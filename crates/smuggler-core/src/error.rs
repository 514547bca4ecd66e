//! Shared error type.
//!
//! Each crate in the workspace defines its own error enum and bridges into
//! this one at the API boundary. Per-item failures (a malformed metadata
//! entry, one failed download) never surface here — they are data in the
//! respective result types. Only configuration-fatal conditions and
//! cancellation propagate to callers.

use std::path::PathBuf;
use thiserror::Error;

/// Workspace-level error.
#[derive(Error, Debug)]
pub enum Error {
    /// Network or HTTP failure after retries were exhausted.
    #[error("network error: {message}")]
    Network {
        /// Error message.
        message: String,
        /// URL that failed, when known.
        url: Option<String>,
    },

    /// Malformed repository metadata that made a whole artefact unusable.
    #[error("parse error in {family} metadata: {message}")]
    Parse {
        /// Family whose parser failed.
        family: String,
        /// Error message.
        message: String,
    },

    /// Checksum verification failure.
    #[error("checksum mismatch for '{name}': expected {expected}, got {actual}")]
    ChecksumMismatch {
        /// Package or artefact name.
        name: String,
        /// Expected hex digest.
        expected: String,
        /// Computed hex digest.
        actual: String,
    },

    /// I/O error with path context.
    #[error("I/O error at {path}: {message}")]
    Io {
        /// File path.
        path: PathBuf,
        /// Error message.
        message: String,
    },

    /// Metadata cache failure.
    #[error("cache error: {0}")]
    Cache(String),

    /// Invalid configuration: unknown distribution, unresolved URL template
    /// variable, and the like. Raised before any I/O happens.
    #[error("configuration error: {0}")]
    Config(String),

    /// Operation cancelled; partial results were returned where applicable.
    #[error("operation cancelled")]
    Cancelled,
}

impl Error {
    /// Create a network error.
    #[must_use]
    pub fn network(message: impl Into<String>) -> Self {
        Self::Network {
            message: message.into(),
            url: None,
        }
    }

    /// Create a network error with the failing URL.
    #[must_use]
    pub fn network_at(message: impl Into<String>, url: impl Into<String>) -> Self {
        Self::Network {
            message: message.into(),
            url: Some(url.into()),
        }
    }

    /// Create a parse error.
    #[must_use]
    pub fn parse(family: impl Into<String>, message: impl Into<String>) -> Self {
        Self::Parse {
            family: family.into(),
            message: message.into(),
        }
    }

    /// Create an I/O error with path context.
    #[must_use]
    pub fn io(path: impl Into<PathBuf>, err: std::io::Error) -> Self {
        Self::Io {
            path: path.into(),
            message: err.to_string(),
        }
    }

    /// Create a configuration error.
    #[must_use]
    pub fn config(message: impl Into<String>) -> Self {
        Self::Config(message.into())
    }

    /// Whether retrying the operation could help.
    #[must_use]
    pub const fn is_retryable(&self) -> bool {
        matches!(self, Self::Network { .. } | Self::ChecksumMismatch { .. })
    }
}

/// Result alias for workspace operations.
pub type Result<T> = std::result::Result<T, Error>;

#[cfg(test)]
mod tests {
    use super::*;

    #[test]
    fn retryable_classification() {
        assert!(Error::network("connection reset").is_retryable());
        assert!(!Error::config("unknown distribution").is_retryable());
        assert!(!Error::Cancelled.is_retryable());
    }

    #[test]
    fn display_carries_context() {
        let err = Error::parse("apt", "bad stanza");
        assert_eq!(err.to_string(), "parse error in apt metadata: bad stanza");
    }
}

━━━━━━━━━━━━━━━━━━━━

» **YOUR GOAL**:
What is needed is an exact copy of the entries above, from the first line through the line holding "use thiserror::Error;", with both of those lines kept; please give nothing else.

» **RESULT FOR THIS TASK**:
filename crates/smuggler-core/src/error.rs
repository 514547bca4ecd66e
//! Shared error type.
//!
//! Each crate in the workspace defines its own error enum and bridges into
//! this one at the API boundary. Per-item failures (a malformed metadata
//! entry, one failed download) never surface here — they are data in the
//! respective result types. Only configuration-fatal conditions and
//! cancellation propagate to callers.

use std::path::PathBuf;
use thiserror::Error;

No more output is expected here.